Radiohead’s 1995 album The Bends clocks in at just over 45 minutes. I know that because my cassette tape that featured it would cut-off and flip over to “Crooked Rain Crooked Rain” by Pavement halfway through The Bends’ ultimate track, “Street Spirit (Fade Out.)”

Allegedly inspired by Ben Orki’s novel The Famished Road, “Street Spirit” points towards the intellectual meandering of Thom Yorke, up and away from the initial pop success of “Creep”, from their previous grunge-lite album, Pablo Honey.

Thankfully, those wanderings led Yorke and his band mates to a charmed middle ground between pop-rock simplicity and conceptual angular progressive rock.

The Bends is an almost perfect rock-and-roll record. It features some hits, but more tellingly, it is still frequently featured on best-albums-of-all-time lists. The website besteveralbums.com, rates The Bends as the best album of 1995, the third best of the ‘90s, and the 15th best of all time.

The first, chilling how-the-hell-do-they-do-that guitar moment comes with the intro to the second song, the title track, where two rhythm guitars are seemingly seamlessly stacked on top of each other, then compressed with an audio anvil.

The lyrics that follow stand-up:

Baby’s got the bends/ We don’t have any real friends. On no…. I wish it was the 60s/ I wish we could be happy/ I wish I wish something would happen…

Then come references to explosions and the CIA, and the guitar morphs into some other octave grafted on top of the anvil.

If there is a better guitar album of this era I’d like to know what it is. If The Replacements were “the last, best band of the 80s” (as proclaimed by Musician magazine in February, 1989) then The Bends is the last, best guitar album of its era, if not of all time.

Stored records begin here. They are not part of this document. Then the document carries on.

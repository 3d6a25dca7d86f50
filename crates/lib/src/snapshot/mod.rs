//! Per-variant snapshot files.
//!
//! A snapshot is the JSON form of one [`VarsDict`], produced by whatever
//! tool enumerates a variant's sources and flags. Each load returns a fresh,
//! independently owned dictionary.

use std::collections::BTreeMap;
use std::fs;
use std::io;
use std::path::{Path, PathBuf};

use thiserror::Error;
use tracing::debug;

use crate::makefile::{WriteError, publish};
use crate::vars::{VarsDict, VarsError};

/// Errors that can occur while loading or saving a snapshot.
#[derive(Debug, Error)]
pub enum SnapshotError {
  #[error("failed to read snapshot {}: {source}", path.display())]
  Read { path: PathBuf, source: io::Error },

  #[error("failed to parse snapshot {}: {source}", path.display())]
  Parse { path: PathBuf, source: serde_json::Error },

  #[error("invalid snapshot {}: {source}", path.display())]
  Category { path: PathBuf, source: VarsError },

  #[error("failed to serialize snapshot {}: {source}", path.display())]
  Serialize { path: PathBuf, source: serde_json::Error },

  #[error(transparent)]
  Write(#[from] WriteError),
}

/// Load a snapshot from `path`.
///
/// # Errors
///
/// Fails if the file cannot be read, is not a JSON object of string lists, or
/// names a category outside the known set.
pub fn load_snapshot(path: &Path) -> Result<VarsDict, SnapshotError> {
  let content = fs::read_to_string(path).map_err(|e| SnapshotError::Read {
    path: path.to_path_buf(),
    source: e,
  })?;

  let raw: BTreeMap<String, Vec<String>> = serde_json::from_str(&content).map_err(|e| SnapshotError::Parse {
    path: path.to_path_buf(),
    source: e,
  })?;

  let dict = VarsDict::try_from(raw).map_err(|e| SnapshotError::Category {
    path: path.to_path_buf(),
    source: e,
  })?;

  debug!(path = ?path, tokens = dict.token_count(), "loaded snapshot");
  Ok(dict)
}

/// Write `dict` to `path` as pretty-printed JSON.
///
/// The file is replaced atomically, so readers never see a partial snapshot.
pub fn save_snapshot(path: &Path, dict: &VarsDict) -> Result<(), SnapshotError> {
  let content = serde_json::to_string_pretty(dict).map_err(|e| SnapshotError::Serialize {
    path: path.to_path_buf(),
    source: e,
  })?;
  publish(path, content.as_bytes())?;

  debug!(path = ?path, tokens = dict.token_count(), "saved snapshot");
  Ok(())
}

#[cfg(test)]
mod tests {
  use super::*;
  use crate::vars::Category;
  use tempfile::TempDir;

  #[test]
  fn save_then_load() {
    let temp = TempDir::new().unwrap();
    let path = temp.path().join("arm.json");

    let dict: VarsDict = [
      (Category::SrcFiles, "src/opts/SkBlitRow_opts_arm.cpp"),
      (Category::Defines, "SK_ARM_HAS_OPTIONAL_NEON"),
      (Category::KnownTargets, "opts"),
    ]
    .into_iter()
    .collect();

    save_snapshot(&path, &dict).unwrap();
    assert_eq!(load_snapshot(&path).unwrap(), dict);
  }

  #[test]
  fn missing_file() {
    let temp = TempDir::new().unwrap();
    let err = load_snapshot(&temp.path().join("nope.json")).unwrap_err();
    assert!(matches!(err, SnapshotError::Read { .. }));
  }

  #[test]
  fn malformed_json() {
    let temp = TempDir::new().unwrap();
    let path = temp.path().join("bad.json");
    fs::write(&path, r#"{ "LOCAL_SRC_FILES": "not-a-list" }"#).unwrap();

    let err = load_snapshot(&path).unwrap_err();
    assert!(matches!(err, SnapshotError::Parse { .. }));
  }

  #[test]
  fn unknown_category() {
    let temp = TempDir::new().unwrap();
    let path = temp.path().join("bad.json");
    fs::write(&path, r#"{ "LOCAL_LDLIBS": ["-llog"] }"#).unwrap();

    let err = load_snapshot(&path).unwrap_err();
    match err {
      SnapshotError::Category { source, .. } => {
        assert_eq!(source, VarsError::UnknownCategory("LOCAL_LDLIBS".to_string()));
      }
      other => panic!("unexpected error: {other}"),
    }
  }

  #[test]
  fn save_replaces_existing_snapshot() {
    let temp = TempDir::new().unwrap();
    let path = temp.path().join("x86.json");
    fs::write(&path, "stale").unwrap();

    let dict: VarsDict = [(Category::SrcFiles, "sse2.cpp")].into_iter().collect();
    save_snapshot(&path, &dict).unwrap();

    assert_eq!(load_snapshot(&path).unwrap(), dict);
    let leftovers: Vec<_> = fs::read_dir(temp.path()).unwrap().collect();
    assert_eq!(leftovers.len(), 1);
  }

  #[test]
  fn save_into_missing_directory_fails_cleanly() {
    let temp = TempDir::new().unwrap();
    let missing = temp.path().join("missing");

    let err = save_snapshot(&missing.join("arm.json"), &VarsDict::new()).unwrap_err();
    assert!(matches!(err, SnapshotError::Write(WriteError::CreateTemp { .. })));
    assert!(!missing.exists());
  }
}
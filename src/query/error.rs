use std::fmt;

/// Failures raised by [`MemoryCollection`](crate::query::memory::MemoryCollection).
#[derive(Debug, Clone, PartialEq, Eq)]
pub enum QueryError {
    ScanBoundExceeded {
        estimated_rows: u64,
        max_scan_rows: u64,
    },
    InvalidQuery {
        reason: String,
    },
}

impl fmt::Display for QueryError {
    fn fmt(&self, f: &mut fmt::Formatter<'_>) -> fmt::Result {
        match self {
            QueryError::ScanBoundExceeded {
                estimated_rows,
                max_scan_rows,
            } => write!(
                f,
                "scan bound exceeded: estimated_rows={estimated_rows}, max_scan_rows={max_scan_rows}"
            ),
            QueryError::InvalidQuery { reason } => write!(f, "invalid query: {reason}"),
        }
    }
}

impl std::error::Error for QueryError {}

#[cfg(test)]
mod tests {
    use super::QueryError;

    #[test]
    fn query_error_display_is_human_readable() {
        let err = QueryError::ScanBoundExceeded {
            estimated_rows: 20,
            max_scan_rows: 10,
        };
        assert_eq!(
            err.to_string(),
            "scan bound exceeded: estimated_rows=20, max_scan_rows=10"
        );
    }
}
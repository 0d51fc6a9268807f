use crate::catalog::types::{FieldAccess, ObjectId, Value};
use crate::catalog::{IdField, IdKind, SortField, ValueKind};
use thiserror::Error;

/// Separates the id segment from the field-offset segment. Part of the
/// token format clients echo back, so it must not change.
pub const SEPARATOR: char = '-';

/// Decoded resume position: the last row seen, as `(field, id)`.
///
/// `field` is `None` when the row's sort value was null or when the sort
/// runs on the id field itself.
#[derive(Debug, Clone, PartialEq, Eq)]
pub struct SeekKey {
    pub id: Value,
    pub field: Option<Value>,
}

#[derive(Debug, Clone, PartialEq, Eq, Error)]
pub enum CursorError {
    #[error("offset token is empty")]
    Empty,
    #[error("offset token has no id segment")]
    MissingId,
    #[error("offset id '{segment}' is not a valid {kind:?} id")]
    InvalidId { segment: String, kind: IdKind },
    #[error("field offset '{segment}' is not a valid {kind:?} value")]
    InvalidFieldOffset { segment: String, kind: ValueKind },
}

/// Encodes and decodes offset tokens for one sort field.
///
/// Tokens look like `<id>` or `<id>-<field>`. The id segment ends at the
/// first separator, so ids must not contain `-`; field segments may.
#[derive(Debug, Clone, Copy)]
pub struct CursorCodec<'a> {
    sort_field: &'a SortField,
    id_field: &'a IdField,
}

impl<'a> CursorCodec<'a> {
    pub fn new(sort_field: &'a SortField, id_field: &'a IdField) -> Self {
        Self {
            sort_field,
            id_field,
        }
    }

    fn sorts_by_id(&self) -> bool {
        self.sort_field.path == self.id_field.path
    }

    /// Lenient decode: a missing or malformed token means "no offset".
    pub fn decode(&self, token: Option<&str>) -> Option<SeekKey> {
        let token = token?;
        match self.try_decode(token) {
            Ok(key) => Some(key),
            Err(err) => {
                tracing::debug!(%err, token, "ignoring malformed offset token");
                None
            }
        }
    }

    pub fn try_decode(&self, token: &str) -> Result<SeekKey, CursorError> {
        if token.is_empty() {
            return Err(CursorError::Empty);
        }
        let (id_segment, field_segment) = match token.split_once(SEPARATOR) {
            Some((id, field)) => (id, Some(field)),
            None => (token, None),
        };
        if id_segment.is_empty() {
            return Err(CursorError::MissingId);
        }
        let id = self
            .id_field
            .kind
            .parse(id_segment)
            .ok_or_else(|| CursorError::InvalidId {
                segment: id_segment.to_string(),
                kind: self.id_field.kind,
            })?;
        let field = match field_segment {
            Some(segment) if !self.sorts_by_id() => {
                Some(decode_field(segment, self.sort_field.kind)?)
            }
            _ => None,
        };
        Ok(SeekKey { id, field })
    }

    /// Token that resumes right after `doc`; `None` if `doc` has no id.
    pub fn encode<D: FieldAccess + ?Sized>(&self, doc: &D) -> Option<String> {
        let id = doc
            .field(&self.id_field.path)
            .filter(|value| !value.is_null())?;
        if self.sorts_by_id() {
            return Some(id.to_string());
        }
        match doc.field(&self.sort_field.path) {
            None | Some(Value::Null) => Some(id.to_string()),
            Some(value) => Some(format!(
                "{id}{SEPARATOR}{}",
                encode_field(&value)
            )),
        }
    }
}

// Object ids encode as full hex under every kind so the offset decodes back
// to the stored type. Non-finite floats print as `NaN`/`inf`, which parse back.
fn encode_field(value: &Value) -> String {
    value.to_string()
}

fn decode_field(segment: &str, kind: ValueKind) -> Result<Value, CursorError> {
    let invalid = || CursorError::InvalidFieldOffset {
        segment: segment.to_string(),
        kind,
    };
    match kind {
        ValueKind::TimeOrdered => {
            if let Some(oid) = ObjectId::parse_hex(segment) {
                return Ok(Value::ObjectId(oid));
            }
            segment
                .parse::<i64>()
                .map(Value::Timestamp)
                .map_err(|_| invalid())
        }
        ValueKind::SequentialId => {
            if let Some(oid) = ObjectId::parse_hex(segment) {
                return Ok(Value::ObjectId(oid));
            }
            segment
                .parse::<u32>()
                .map(|secs| Value::ObjectId(ObjectId::from_timestamp(secs)))
                .map_err(|_| invalid())
        }
        ValueKind::Numeric => {
            if let Ok(i) = segment.parse::<i64>() {
                return Ok(Value::Integer(i));
            }
            segment
                .parse::<f64>()
                .map(Value::Float)
                .map_err(|_| invalid())
        }
        ValueKind::Generic => Ok(Value::Text(segment.into())),
    }
}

The pristine production of John Leckie (Stone Roses, Grapes of Wrath) allows the super-hero guitar combo of Jonny Greenwood and Ed O’Brien to transcend. The duo stick largely to the post-punk credo, which eschews single notes for jangles and chords at weird angles.

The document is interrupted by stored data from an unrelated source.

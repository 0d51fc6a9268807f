use thiserror::Error;

#[derive(Debug, Clone, Copy, PartialEq, Eq)]
pub enum ErrorCode {
    InvalidPerPage,
    PerPageTooLarge,
    InvalidOrder,
    InvalidConfig,
}

impl ErrorCode {
    pub fn as_str(self) -> &'static str {
        match self {
            ErrorCode::InvalidPerPage => "invalid_per_page",
            ErrorCode::PerPageTooLarge => "per_page_too_large",
            ErrorCode::InvalidOrder => "invalid_order",
            ErrorCode::InvalidConfig => "invalid_config",
        }
    }
}

/// Errors raised while building a page request.
///
/// Storage failures never show up here: they are the collection's own error
/// type and reach the caller untouched.
#[derive(Debug, Clone, PartialEq, Eq, Error)]
pub enum PaginateError {
    #[error("per_page must be at least 1, got {per_page}")]
    InvalidPerPage { per_page: usize },
    #[error("per_page {per_page} exceeds the maximum of {max}")]
    PerPageTooLarge { per_page: usize, max: usize },
    #[error("invalid sort order '{value}', expected 'asc' or 'desc'")]
    InvalidOrder { value: String },
    #[error("invalid config: {message}")]
    InvalidConfig { message: String },
}

impl PaginateError {
    pub fn code(&self) -> ErrorCode {
        match self {
            PaginateError::InvalidPerPage { .. } => ErrorCode::InvalidPerPage,
            PaginateError::PerPageTooLarge { .. } => ErrorCode::PerPageTooLarge,
            PaginateError::InvalidOrder { .. } => ErrorCode::InvalidOrder,
            PaginateError::InvalidConfig { .. } => ErrorCode::InvalidConfig,
        }
    }

    pub fn code_str(&self) -> &'static str {
        self.code().as_str()
    }
}
use crate::catalog::{DEFAULT_ID_PATH, FieldCatalog, IdKind};
use crate::error::PaginateError;
use serde::{Deserialize, Serialize};

pub const DEFAULT_PER_PAGE: usize = 30;
pub const DEFAULT_MAX_PER_PAGE: usize = 500;

/// Runtime configuration for a [`Paginator`](crate::paginate::Paginator).
#[derive(Debug, Clone, PartialEq, Eq, Serialize, Deserialize)]
#[serde(default)]
pub struct PaginateConfig {
    pub default_per_page: usize,
    pub max_per_page: usize,
    /// Clamp oversized requests to `max_per_page` instead of rejecting them.
    pub clamp_per_page: bool,
    pub id_path: String,
    pub id_kind: IdKind,
}

impl Default for PaginateConfig {
    fn default() -> Self {
        Self {
            default_per_page: DEFAULT_PER_PAGE,
            max_per_page: DEFAULT_MAX_PER_PAGE,
            clamp_per_page: true,
            id_path: DEFAULT_ID_PATH.to_string(),
            id_kind: IdKind::ObjectId,
        }
    }
}

impl PaginateConfig {
    /// Rejects oversized pages rather than clamping them.
    pub fn strict() -> Self {
        Self {
            clamp_per_page: false,
            ..Self::default()
        }
    }

    /// Profile for tables keyed by an auto-increment integer column.
    pub fn integer_ids(id_path: &str) -> Self {
        Self {
            id_path: id_path.to_string(),
            id_kind: IdKind::Integer,
            ..Self::default()
        }
    }

    pub fn with_default_per_page(mut self, per_page: usize) -> Self {
        self.default_per_page = per_page;
        self
    }

    pub fn with_max_per_page(mut self, max: usize) -> Self {
        self.max_per_page = max;
        self
    }

    pub fn with_id(mut self, path: &str, kind: IdKind) -> Self {
        self.id_path = path.to_string();
        self.id_kind = kind;
        self
    }

    pub fn validate(&self) -> Result<(), PaginateError> {
        if self.default_per_page == 0 || self.max_per_page == 0 {
            return Err(PaginateError::InvalidConfig {
                message: "page sizes must be at least 1".into(),
            });
        }
        if self.default_per_page > self.max_per_page {
            return Err(PaginateError::InvalidConfig {
                message: format!(
                    "default_per_page {} exceeds max_per_page {}",
                    self.default_per_page, self.max_per_page
                ),
            });
        }
        if self.id_path.is_empty() {
            return Err(PaginateError::InvalidConfig {
                message: "id_path must not be empty".into(),
            });
        }
        Ok(())
    }

    /// Resolves a requested page size against the configured bounds.
    pub fn effective_per_page(&self, requested: Option<usize>) -> Result<usize, PaginateError> {
        let per_page = requested.unwrap_or(self.default_per_page);
        if per_page == 0 {
            return Err(PaginateError::InvalidPerPage { per_page });
        }
        if per_page > self.max_per_page {
            if self.clamp_per_page {
                return Ok(self.max_per_page);
            }
            return Err(PaginateError::PerPageTooLarge {
                per_page,
                max: self.max_per_page,
            });
        }
        Ok(per_page)
    }

    /// Empty catalog carrying this config's id field.
    pub fn catalog(&self) -> FieldCatalog {
        FieldCatalog::new(&self.id_path, self.id_kind)
    }
}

It’s brilliant and it begs other important questions: how did they get a guitar to sound like a helicopter? Why did they not recreate this beautiful cacophony on ensuing albums? Who let Jian Ghomeshi steal the “Planet Telex” intro for the opening soundtrack on CBC Radio’s Q?

And more importantly, can we steal it back?

When the guitar on “Planet Telex” introduces the lyric, You can force it but it will not come, Yorke still seems to be wondering what the hell he’s doing here, but it could refer to many things, from the from the general to the specific.

The third track on The Bends is a perfect pop moment. “High and Dry” starts innocently enough, perhaps mocking Yorke’s suicidal tendencies, I don’t know:

Two jumps in a week/ I bet you think that’s pretty clever don’t ya boy…. Kill yourself for recognition/ Kill yourself to never ever stop….

But the song is so goddamn pretty, and ends with a plea for rescue. It also establishes the signature falsetto Thom Yorke vocal register that he perfects on the cyber-albums that follow.

I might put “Fake Plastic Trees” later on side two, instead of where it sits. But then again, who remembers sides of, or long-playing records, or listens to songs in order anymore?

It is also important to note that Radiohead dedicated this album to deceased dark comic genius, Bill Hicks. For the initiated, search “Bill Hicks on Marketing” or “Bill Hicks banned from Letterman.”

19 years after its release, the menacing cryptic beauty of The Bends still inspires.